==== DATASET RECORDS

//! Waveform normalization: downmix to mono and resample to the dataset rate.
//!
//! The audio fetch contract promises a single-channel waveform at the
//! configured sample rate, but downloaded files arrive at whatever the source
//! served (typically 44.1 or 48 kHz stereo). This module closes that gap.
//!
//! Notes:
//! - rubato's `SincFixedIn` consumes fixed-size input blocks; the tail is
//!   zero-padded to a full block and the output trimmed back to the expected
//!   frame count.

use anyhow::{Context, Result, anyhow, bail};
use rubato::{Resampler, SincFixedIn, WindowFunction};
use tracing::debug;

/// Source frames fed to rubato per `process()` call.
const RESAMPLE_BLOCK_FRAMES: usize = 2048;

/// Downmix interleaved samples into mono by averaging channels.
///
/// Policy: equal-weight average across channels (simple, predictable).
pub fn downmix_to_mono(interleaved: &[f32], channels: usize) -> Vec<f32> {
    if channels == 1 {
        return interleaved.to_vec();
    }

    let frames = interleaved.len() / channels;
    let mut mono = Vec::with_capacity(frames);

    for f in 0..frames {
        let base = f * channels;
        let mut acc = 0.0;
        for c in 0..channels {
            acc += interleaved[base + c];
        }
        mono.push(acc / channels as f32);
    }

    mono
}

/// Resample a mono waveform from `src_rate` to `dst_rate`.
///
/// Returns the input unchanged when the rates already match. The output length
/// is `round(len * dst_rate / src_rate)` frames.
pub fn resample_mono(mono: &[f32], src_rate: u32, dst_rate: u32) -> Result<Vec<f32>> {
    if src_rate == 0 || dst_rate == 0 {
        bail!("sample rates must be positive (got {src_rate} -> {dst_rate})");
    }

    if src_rate == dst_rate {
        return Ok(mono.to_vec());
    }

    let ratio = dst_rate as f64 / src_rate as f64;
    let mut rs = SincFixedIn::<f32>::new(
        ratio,
        2.0,
        rubato::SincInterpolationParameters {
            sinc_len: 256,
            f_cutoff: 0.95,
            interpolation: rubato::SincInterpolationType::Linear,
            oversampling_factor: 256,
            window: WindowFunction::BlackmanHarris2,
        },
        RESAMPLE_BLOCK_FRAMES,
        1, // mono
    )
    .map_err(|e| anyhow!(e))
    .context("failed to init resampler")?;

    let expected_frames = (mono.len() as f64 * ratio).round() as usize;

    // Pad the tail to a whole block; rubato expects exact input sizes.
    let mut padded = mono.to_vec();
    let rem = padded.len() % RESAMPLE_BLOCK_FRAMES;
    if rem != 0 {
        padded.resize(padded.len() + (RESAMPLE_BLOCK_FRAMES - rem), 0.0);
    }

    let mut out = Vec::with_capacity(expected_frames);
    for block in padded.chunks(RESAMPLE_BLOCK_FRAMES) {
        let input = vec![block.to_vec()];
        let mut processed = rs
            .process(&input, None)
            .map_err(|e| anyhow!(e))
            .context("resampler process failed")?;

        if processed.len() != 1 {
            bail!("expected mono output from resampler");
        }
        out.append(&mut processed[0]);
    }

    // Trim the padding's contribution.
    out.truncate(expected_frames);

    debug!(
        src_rate,
        dst_rate,
        in_frames = mono.len(),
        out_frames = out.len(),
        "resampled waveform"
    );

    Ok(out)
}

/// Downmix and resample an interleaved waveform to mono at `dst_rate`.
pub fn normalize(
    interleaved: &[f32],
    channels: usize,
    src_rate: u32,
    dst_rate: u32,
) -> Result<Vec<f32>> {
    if channels == 0 {
        bail!("waveform has zero channels");
    }

    let mono = downmix_to_mono(interleaved, channels);
    resample_mono(&mono, src_rate, dst_rate)
}

#[cfg(test)]
mod tests {
    use super::*;

    #[test]
    fn downmix_to_mono_single_channel_is_identity() {
        let input = vec![0.0, 1.0, -1.0];
        let mono = downmix_to_mono(&input, 1);
        assert_eq!(mono, input);
    }

    #[test]
    fn downmix_to_mono_averages_channels() {
        // Two frames of stereo: (L=1, R=3), (L=-1, R=1) => mono: 2, 0
        let interleaved = vec![1.0, 3.0, -1.0, 1.0];
        let mono = downmix_to_mono(&interleaved, 2);
        assert_eq!(mono, vec![2.0, 0.0]);
    }

    #[test]
    fn matching_rates_pass_through() -> anyhow::Result<()> {
        let mono = vec![0.5f32; 1000];
        let out = resample_mono(&mono, 22_050, 22_050)?;
        assert_eq!(out, mono);
        Ok(())
    }

    #[test]
    fn resampling_halves_frame_count_for_half_rate() -> anyhow::Result<()> {
        let mono = vec![0.0f32; 44_100];
        let out = resample_mono(&mono, 44_100, 22_050)?;
        assert_eq!(out.len(), 22_050);
        Ok(())
    }

    #[test]
    fn zero_rate_is_rejected() {
        assert!(resample_mono(&[0.0; 16], 0, 22_050).is_err());
        assert!(resample_mono(&[0.0; 16], 44_100, 0).is_err());
    }

    #[test]
    fn normalize_rejects_zero_channels() {
        assert!(normalize(&[0.0; 16], 0, 44_100, 22_050).is_err());
    }

    #[test]
    fn normalize_downmixes_and_resamples() -> anyhow::Result<()> {
        let interleaved = vec![0.25f32; 44_100 * 2];
        let out = normalize(&interleaved, 2, 44_100, 22_050)?;
        assert_eq!(out.len(), 22_050);
        Ok(())
    }
}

========

> **EXERCISE PROMPT**
Output all of the entries, exactly as they are written.

> **TASK OUTPUT**
//! Waveform normalization: downmix to mono and resample to the dataset rate.
//!
//! The audio fetch contract promises a single-channel waveform at the
//! configured sample rate, but downloaded files arrive at whatever the source
//! served (typically 44.1 or 48 kHz stereo). This module closes that gap.
//!
//! Notes:
//! - rubato's `SincFixedIn` consumes fixed-size input blocks; the tail is
//!   zero-padded to a full block and the output trimmed back to the expected
//!   frame count.

use anyhow::{Context, Result, anyhow, bail};
use rubato::{Resampler, SincFixedIn, WindowFunction};
use tracing::debug;

/// Source frames fed to rubato per `process()` call.
const RESAMPLE_BLOCK_FRAMES: usize = 2048;

/// Downmix interleaved samples into mono by averaging channels.
///
/// Policy: equal-weight average across channels (simple, predictable).
pub fn downmix_to_mono(interleaved: &[f32], channels: usize) -> Vec<f32> {
    if channels == 1 {
        return interleaved.to_vec();
    }

    let frames = interleaved.len() / channels;
    let mut mono = Vec::with_capacity(frames);

    for f in 0..frames {
        let base = f * channels;
        let mut acc = 0.0;
        for c in 0..channels {
            acc += interleaved[base + c];
        }
        mono.push(acc / channels as f32);
    }

    mono
}

/// Resample a mono waveform from `src_rate` to `dst_rate`.
///
/// Returns the input unchanged when the rates already match. The output length
/// is `round(len * dst_rate / src_rate)` frames.
pub fn resample_mono(mono: &[f32], src_rate: u32, dst_rate: u32) -> Result<Vec<f32>> {
    if src_rate == 0 || dst_rate == 0 {
        bail!("sample rates must be positive (got {src_rate} -> {dst_rate})");
    }

    if src_rate == dst_rate {
        return Ok(mono.to_vec());
    }

    let ratio = dst_rate as f64 / src_rate as f64;
    let mut rs = SincFixedIn::<f32>::new(
        ratio,
        2.0,
        rubato::SincInterpolationParameters {
            sinc_len: 256,
            f_cutoff: 0.95,
            interpolation: rubato::SincInterpolationType::Linear,
            oversampling_factor: 256,
            window: WindowFunction::BlackmanHarris2,
        },
        RESAMPLE_BLOCK_FRAMES,
        1, // mono
    )
    .map_err(|e| anyhow!(e))
    .context("failed to init resampler")?;

    let expected_frames = (mono.len() as f64 * ratio).round() as usize;

    // Pad the tail to a whole block; rubato expects exact input sizes.
    let mut padded = mono.to_vec();
    let rem = padded.len() % RESAMPLE_BLOCK_FRAMES;
    if rem != 0 {
        padded.resize(padded.len() + (RESAMPLE_BLOCK_FRAMES - rem), 0.0);
    }

    let mut out = Vec::with_capacity(expected_frames);
    for block in padded.chunks(RESAMPLE_BLOCK_FRAMES) {
        let input = vec![block.to_vec()];
        let mut processed = rs
            .process(&input, None)
            .map_err(|e| anyhow!(e))
            .context("resampler process failed")?;

        if processed.len() != 1 {
            bail!("expected mono output from resampler");
        }
        out.append(&mut processed[0]);
    }

    // Trim the padding's contribution.
    out.truncate(expected_frames);

    debug!(
        src_rate,
        dst_rate,
        in_frames = mono.len(),
        out_frames = out.len(),
        "resampled waveform"
    );

    Ok(out)
}

/// Downmix and resample an interleaved waveform to mono at `dst_rate`.
pub fn normalize(
    interleaved: &[f32],
    channels: usize,
    src_rate: u32,
    dst_rate: u32,
) -> Result<Vec<f32>> {
    if channels == 0 {
        bail!("waveform has zero channels");
    }

    let mono = downmix_to_mono(interleaved, channels);
    resample_mono(&mono, src_rate, dst_rate)
}

#[cfg(test)]
mod tests {
    use super::*;

    #[test]
    fn downmix_to_mono_single_channel_is_identity() {
        let input = vec![0.0, 1.0, -1.0];
        let mono = downmix_to_mono(&input, 1);
        assert_eq!(mono, input);
    }

    #[test]
    fn downmix_to_mono_averages_channels() {
        // Two frames of stereo: (L=1, R=3), (L=-1, R=1) => mono: 2, 0
        let interleaved = vec![1.0, 3.0, -1.0, 1.0];
        let mono = downmix_to_mono(&interleaved, 2);
        assert_eq!(mono, vec![2.0, 0.0]);
    }

    #[test]
    fn matching_rates_pass_through() -> anyhow::Result<()> {
        let mono = vec![0.5f32; 1000];
        let out = resample_mono(&mono, 22_050, 22_050)?;
        assert_eq!(out, mono);
        Ok(())
    }

    #[test]
    fn resampling_halves_frame_count_for_half_rate() -> anyhow::Result<()> {
        let mono = vec![0.0f32; 44_100];
        let out = resample_mono(&mono, 44_100, 22_050)?;
        assert_eq!(out.len(), 22_050);
        Ok(())
    }

    #[test]
    fn zero_rate_is_rejected() {
        assert!(resample_mono(&[0.0; 16], 0, 22_050).is_err());
        assert!(resample_mono(&[0.0; 16], 44_100, 0).is_err());
    }

    #[test]
    fn normalize_rejects_zero_channels() {
        assert!(normalize(&[0.0; 16], 0, 44_100, 22_050).is_err());
    }

    #[test]
    fn normalize_downmixes_and_resamples() -> anyhow::Result<()> {
        let interleaved = vec![0.25f32; 44_100 * 2];
        let out = normalize(&interleaved, 2, 44_100, 22_050)?;
        assert_eq!(out.len(), 22_050);
        Ok(())
    }
}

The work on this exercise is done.